Particularly through my college experiences as a Jewish American, I am coming to see that many liberals just do not really care to understand or sympathize with the Jewish struggle for liberation, independence and self-determination. Our story and history are often too easily simplified to align with narratives of Western colonization due to the mass emigration waves of Jewish refugees from Europe, as well as the Middle East, Africa and elsewhere, to Palestine during the mid to late 20th century. It is indescribably frustrating and isolating to identify with an underdog narrative as a people who fought for liberation after thousands of years of being stateless.
Jewish people are constantly told our history and identity are illegitimate. Whether at the Chicago Dyke March in 2017 or conversations surrounding the upcoming Women’s March in 2019, it has been made increasingly clear that in order for Jewish Americans to be welcomed past the gates of these movements, we have to denounce our narratives and hide our heritage. And I am not interested in the politics of permission.
According to 2018 data in Moment Magazine, approximately 70 percent of American Jews have an emotional attachment to Israel. Additionally, the majority of Jewish Americans who vote stand by liberal politics. So what does it say about intersectional liberal movements if the majority of Jewish Americans feel excluded, unwelcome and alienated from them?
Now, 70 years since the creation of the state of Israel, I just do not think there is an excuse anymore for those, like Hill, who advocate for Palestinian rights, to not be cognizant of how this language and rhetoric incites fear among Jewish people and invalidates Jewish narratives. This rhetoric implies that Jewish people do not have a right to self-determination through statehood and have no ties to the land.
I think much of this comes as a result of gentiles conflating Zionism with actions and policies of the Israeli government. Of course, criticizing the Israeli government, the Israeli Defense Force (IDF) and advocating for Palestinian rights is not anti-Semitic. What is anti-Semitic is to insinuate that Jewish people do not have the right to self-determination. Zionism is a political philosophy that advocated for and aided in the liberation of the Jewish people after thousands of years of statelessness, pogroms, exiles and genocide. It was created by Jews for Jews, and it is simply not the place of a gentile to have an opinion.
This being said, Jewish people also must stop deflecting from the ways in which the state of Israel plays a major role in Palestinian displacement and oppression, particularly through acts of state-sanctioned military violence.

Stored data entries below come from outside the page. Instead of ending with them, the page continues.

//! Container file format
//!
//! A built project is shipped as a single binary image:
//!
//! ```text
//! +--------------------+
//! | header (16 bytes)  |  magic "ZPLC", version u16, code_size u32,
//! |                    |  task_offset u32, task_count u16
//! +--------------------+
//! | CODE segment       |  concatenated, relocated bytecode
//! +--------------------+
//! | TASK segment       |  task_count records, 16 bytes each
//! +--------------------+
//! ```
//!
//! All multi-byte fields are little-endian. Task records are padded to a
//! fixed 16-byte size so the runtime can index them directly.

use byteorder::{LittleEndian, ReadBytesExt, WriteBytesExt};
use num_enum::{IntoPrimitive, TryFromPrimitive};
use std::fs::File;
use std::io::{self, BufReader, BufWriter, Read, Write};
use std::path::Path;

/// Magic identifier at offset 0.
pub const CONTAINER_MAGIC: [u8; 4] = *b"ZPLC";
/// Container format version this crate reads and writes.
pub const CONTAINER_VERSION: u16 = 1;
/// Fixed header size in bytes.
pub const HEADER_SIZE: u32 = 16;
/// Fixed (padded) task record size in bytes.
pub const TASK_RECORD_SIZE: u32 = 16;

/// Scheduling trigger of a runtime task.
#[derive(Debug, Clone, Copy, PartialEq, Eq, IntoPrimitive, TryFromPrimitive)]
#[repr(u8)]
pub enum TaskType {
    /// Runs every `interval_us` microseconds.
    Cyclic = 0,
    /// Runs when the bound event fires.
    Event = 1,
    /// Runs once at startup, before any cyclic task.
    Init = 2,
}

/// One runtime task record.
#[derive(Debug, Clone, Copy, PartialEq, Eq)]
pub struct TaskRecord {
    pub id: u16,
    pub task_type: TaskType,
    pub priority: u8,
    pub interval_us: u32,
    /// Absolute PC of the task's first program in the CODE segment.
    pub entry_point: u16,
    /// VM stack cells reserved for the task.
    pub stack_size: u16,
}

/// A parsed or about-to-be-written container.
#[derive(Debug, Clone, PartialEq, Eq)]
pub struct ContainerImage {
    pub code: Vec<u8>,
    pub tasks: Vec<TaskRecord>,
}

/// Errors produced when reading a container.
#[derive(Debug)]
pub enum ImageError {
    Io(io::Error),
    BadMagic([u8; 4]),
    UnsupportedVersion(u16),
    BadTaskType(u8),
    /// Declared segment sizes disagree with the actual byte count.
    Inconsistent(String),
}

impl std::fmt::Display for ImageError {
    fn fmt(&self, f: &mut std::fmt::Formatter<'_>) -> std::fmt::Result {
        match self {
            ImageError::Io(e) => write!(f, "I/O error: {}", e),
            ImageError::BadMagic(m) => write!(f, "not a ZPLC image (magic {:02X?})", m),
            ImageError::UnsupportedVersion(v) => write!(f, "unsupported container version {}", v),
            ImageError::BadTaskType(t) => write!(f, "unknown task type {}", t),
            ImageError::Inconsistent(what) => write!(f, "inconsistent container: {}", what),
        }
    }
}

impl std::error::Error for ImageError {}

impl From<io::Error> for ImageError {
    fn from(e: io::Error) -> Self {
        ImageError::Io(e)
    }
}

/// Write a container image.
pub fn write<W: Write>(writer: &mut W, image: &ContainerImage) -> io::Result<()> {
    let code_size = image.code.len() as u32;
    writer.write_all(&CONTAINER_MAGIC)?;
    writer.write_u16::<LittleEndian>(CONTAINER_VERSION)?;
    writer.write_u32::<LittleEndian>(code_size)?;
    writer.write_u32::<LittleEndian>(HEADER_SIZE + code_size)?;
    writer.write_u16::<LittleEndian>(image.tasks.len() as u16)?;
    writer.write_all(&image.code)?;
    for task in &image.tasks {
        writer.write_u16::<LittleEndian>(task.id)?;
        writer.write_u8(task.task_type.into())?;
        writer.write_u8(task.priority)?;
        writer.write_u32::<LittleEndian>(task.interval_us)?;
        writer.write_u16::<LittleEndian>(task.entry_point)?;
        writer.write_u16::<LittleEndian>(task.stack_size)?;
        writer.write_all(&[0u8; 4])?; // pad to TASK_RECORD_SIZE
    }
    Ok(())
}

/// Read and validate a container image.
pub fn read<R: Read>(reader: &mut R) -> Result<ContainerImage, ImageError> {
    let mut magic = [0u8; 4];
    reader.read_exact(&mut magic)?;
    if magic != CONTAINER_MAGIC {
        return Err(ImageError::BadMagic(magic));
    }
    let version = reader.read_u16::<LittleEndian>()?;
    if version != CONTAINER_VERSION {
        return Err(ImageError::UnsupportedVersion(version));
    }
    let code_size = reader.read_u32::<LittleEndian>()?;
    let task_offset = reader.read_u32::<LittleEndian>()?;
    let task_count = reader.read_u16::<LittleEndian>()?;
    if task_offset != HEADER_SIZE + code_size {
        return Err(ImageError::Inconsistent(format!(
            "task segment offset {} does not follow {} code bytes",
            task_offset, code_size
        )));
    }

    let mut code = vec![0u8; code_size as usize];
    reader.read_exact(&mut code)?;

    let mut tasks = Vec::with_capacity(task_count as usize);
    for _ in 0..task_count {
        let id = reader.read_u16::<LittleEndian>()?;
        let raw_type = reader.read_u8()?;
        let task_type = TaskType::try_from(raw_type).map_err(|_| ImageError::BadTaskType(raw_type))?;
        let priority = reader.read_u8()?;
        let interval_us = reader.read_u32::<LittleEndian>()?;
        let entry_point = reader.read_u16::<LittleEndian>()?;
        let stack_size = reader.read_u16::<LittleEndian>()?;
        let mut pad = [0u8; 4];
        reader.read_exact(&mut pad)?;
        tasks.push(TaskRecord {
            id,
            task_type,
            priority,
            interval_us,
            entry_point,
            stack_size,
        });
    }
    Ok(ContainerImage { code, tasks })
}

pub trait ReadImageExt: Read + Sized {
    fn read_zplc_image(&mut self) -> Result<ContainerImage, ImageError> {
        read(self)
    }
}

impl<R: Read + Sized> ReadImageExt for R {}

pub trait WriteImageExt: Write + Sized {
    fn write_zplc_image(&mut self, image: &ContainerImage) -> io::Result<()> {
        write(self, image)
    }
}

impl<W: Write + Sized> WriteImageExt for W {}

pub fn read_file<P: AsRef<Path>>(path: P) -> Result<ContainerImage, ImageError> {
    BufReader::new(File::open(path)?).read_zplc_image()
}

pub fn write_file<P: AsRef<Path>>(path: P, image: &ContainerImage) -> io::Result<()> {
    let mut writer = BufWriter::new(File::create(path)?);
    writer.write_zplc_image(image)?;
    writer.flush()
}
fn walk_statements(statements: &[Statement], on_expr: &mut impl FnMut(&Expression)) {
    for statement in statements {
        match statement {
            Statement::Assign { target, value, .. } => {
                walk_expression(target, on_expr);
                walk_expression(value, on_expr);
            }
            Statement::If { cond, then_body, elsifs, else_body, .. } => {
                walk_expression(cond, on_expr);
                walk_statements(then_body, on_expr);
                for (c, body) in elsifs {
                    walk_expression(c, on_expr);
                    walk_statements(body, on_expr);
                }
                if let Some(body) = else_body {
                    walk_statements(body, on_expr);
                }
            }
            Statement::While { cond, body, .. } => {
                walk_expression(cond, on_expr);
                walk_statements(body, on_expr);
            }
            Statement::For { start, end, step, body, .. } => {
                walk_expression(start, on_expr);
                walk_expression(end, on_expr);
                if let Some(step) = step {
                    walk_expression(step, on_expr);
                }
                walk_statements(body, on_expr);
            }
            Statement::Repeat { body, until, .. } => {
                walk_statements(body, on_expr);
                walk_expression(until, on_expr);
            }
            Statement::Case { selector, branches, else_body, .. } => {
                walk_expression(selector, on_expr);
                for branch in branches {
                    walk_statements(&branch.body, on_expr);
                }
                if let Some(body) = else_body {
                    walk_statements(body, on_expr);
                }
            }
            Statement::FbCall { name, args, line } => {
                if args.is_empty() {
                    // Could be a zero-argument function statement.
                    on_expr(&Expression::Call {
                        name: name.clone(),
                        args: Vec::new(),
                        line: *line,
                    });
                }
                for (_, e) in args {
                    walk_expression(e, on_expr);
                }
            }
            Statement::FunctionCall { name, args, line } => {
                // Surface the call itself so feature detection sees
                // statement-position invocations too.
                on_expr(&Expression::Call {
                    name: name.clone(),
                    args: Vec::new(),
                    line: *line,
                });
                for e in args {
                    walk_expression(e, on_expr);
                }
            }
            Statement::Exit { .. } | Statement::Continue { .. } | Statement::Return { .. } => {}
        }
    }
}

Our self-determination came at the cost of Palestinians’, and we cannot move forward until we collectively acknowledged that.
Although I take extreme problem with Hill’s usage of the hostile phrase and overall rhetoric, I do not think he should have been fired. It is particularly upsetting for me while reflecting on my time as news editor on The Ithacan editorial board, as well as an aspiring journalist, to see the censorship that has manifested as a result. It is also frustrating as a Jewish American with stakes in the conflict to see his overarching argument for a binational, one-state solution being drowned out by all the other noise. The possibility for this solution is rarely ever discussed in intellectual circles and deserves more serious consideration.
As these events unfold, I think a lesson that can be taken from the situation is that we need to fundamentally reapproach the ways in which we discuss the conflict. Until each side acknowledges the other’s narrative and rights and ties to the same land, this conversation is going nowhere.